Is the following statement true: Gradient descent is guaranteed to always decrease a loss function.

I know that if the loss function is convex, then each iteration of gradient descent will result in a smaller loss, but does this statement hold for all loss functions? Could we design a loss function in such a way that performing gradient descent was not optimal?

Shrey
  • 205
  • 1
    Imagine the loss function $f(x) = 0$ – shimao Oct 04 '18 at 21:59
  • How is the step size ascertained? – Matthew Gunn Oct 04 '18 at 22:17
  • @MatthewGunn The question does not speak to the value of the step size, so I'm assuming it could be anything. – Shrey Oct 04 '18 at 22:31
  • I think you're asking two separate things.
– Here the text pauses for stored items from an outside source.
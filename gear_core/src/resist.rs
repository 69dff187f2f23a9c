//! Status resistance tables
//!
//! Lookups resolve the most specific entry first:
//! per-status -> per-category -> "all" -> 0.

use crate::types::{StatusCategory, StatusType};
use serde::{Deserialize, Serialize};
use std::collections::HashMap;

/// Percentage resistances against status effects
#[derive(Debug, Clone, Default, PartialEq, Serialize, Deserialize)]
pub struct StatusResistanceTable {
    #[serde(default)]
    pub by_status: HashMap<StatusType, f64>,
    #[serde(default)]
    pub by_category: HashMap<StatusCategory, f64>,
    #[serde(default)]
    pub all: Option<f64>,
}

impl StatusResistanceTable {
    pub fn new() -> Self {
        Self::default()
    }

    /// Resolve the resistance that applies to `status` of `category`
    pub fn lookup(&self, status: StatusType, category: StatusCategory) -> f64 {
        self.by_status
            .get(&status)
            .or_else(|| self.by_category.get(&category))
            .copied()
            .or(self.all)
            .unwrap_or(0.0)
    }

    pub fn has_category(&self, category: StatusCategory) -> bool {
        self.by_category.contains_key(&category)
    }

    pub fn set_status(&mut self, status: StatusType, value: f64) {
        self.by_status.insert(status, value);
    }

    pub fn set_category(&mut self, category: StatusCategory, value: f64) {
        self.by_category.insert(category, value);
    }

    pub fn set_all(&mut self, value: f64) {
        self.all = Some(value);
    }

    /// Add another table's values into this one, entry by entry
    pub fn accumulate(&mut self, other: &StatusResistanceTable) {
        for (status, value) in &other.by_status {
            *self.by_status.entry(*status).or_insert(0.0) += value;
        }
        for (category, value) in &other.by_category {
            *self.by_category.entry(*category).or_insert(0.0) += value;
        }
        if let Some(all) = other.all {
            self.all = Some(self.all.unwrap_or(0.0) + all);
        }
    }

    pub fn is_empty(&self) -> bool {
        self.by_status.is_empty() && self.by_category.is_empty() && self.all.is_none()
    }
}

#[cfg(test)]
mod tests {
    use super::*;

    #[test]
    fn test_most_specific_wins() {
        let mut table = StatusResistanceTable::new();
        table.set_all(10.0);
        table.set_category(StatusCategory::Control, 40.0);
        table.set_status(StatusType::Stun, 75.0);

        assert!((table.lookup(StatusType::Stun, StatusCategory::Control) - 75.0).abs() < f64::EPSILON);
        assert!((table.lookup(StatusType::Sleep, StatusCategory::Control) - 40.0).abs() < f64::EPSILON);
        assert!((table.lookup(StatusType::Poison, StatusCategory::Damage) - 10.0).abs() < f64::EPSILON);
    }

    #[test]
    fn test_empty_table_is_zero() {
        let table = StatusResistanceTable::new();
        assert_eq!(table.lookup(StatusType::Burn, StatusCategory::Damage), 0.0);
        assert!(table.is_empty());
    }

    #[test]
    fn test_zero_entry_still_overrides_broader_entries() {
        let mut table = StatusResistanceTable::new();
        table.set_all(50.0);
        table.set_status(StatusType::Slow, 0.0);
        assert_eq!(table.lookup(StatusType::Slow, StatusCategory::Modifier), 0.0);
    }

    #[test]
    fn test_accumulate() {
        let mut a = StatusResistanceTable::new();
        a.set_category(StatusCategory::Control, 20.0);
        let mut b = StatusResistanceTable::new();
        b.set_category(StatusCategory::Control, 15.0);
        b.set_all(5.0);

        a.accumulate(&b);
        assert!((a.lookup(StatusType::Stun, StatusCategory::Control) - 35.0).abs() < f64::EPSILON);
        assert_eq!(a.all, Some(5.0));
    }
}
The first is essentially if GD works for all loss functions, i.e. is there a loss function where GD wouldn't work? In the second question you ask if there is a loss function where GD isn't optimal? The second is quite easy, in any non-convex loss function GD is dependent of its staring point. Imaging if that were true and GD was the optimal way to decrease any loss function imaginable. The first question is more interesting, but in my opinion you should give a bit more details (e.g. can the loss function be non-differentiable?) – Djib2011 Oct 04 '18 at 23:14

1 Answers1

3

Whether the loss decreases depends on your step size. The direction opposite the gradient is that in which you should move to most quickly decrease your loss. A step of gradient descent is given by:

$$\theta_t = \theta_{t-1} -\eta\nabla_\theta\mathcal{L}$$

where $t$ indexes the training iteration, $\theta$ is the parameter, $\eta$ is the step size, and $\mathcal{L}$ is the loss. When you perform gradient descent, you are essentially linearizing your loss function around $\theta$. If $\eta$ is too large, then $\mathcal{L}(\theta_{t-1} -\eta\nabla_\theta\mathcal{L})$ may be greater than $\mathcal{L}(\theta_{t-1}) -\eta\nabla_\theta\mathcal{L}$, indicating that you overshot the local minimum and increased the loss (see illustration below). Note that it is also possible to overshoot the minimum and still have a decrease in loss (not shown).

enter image description here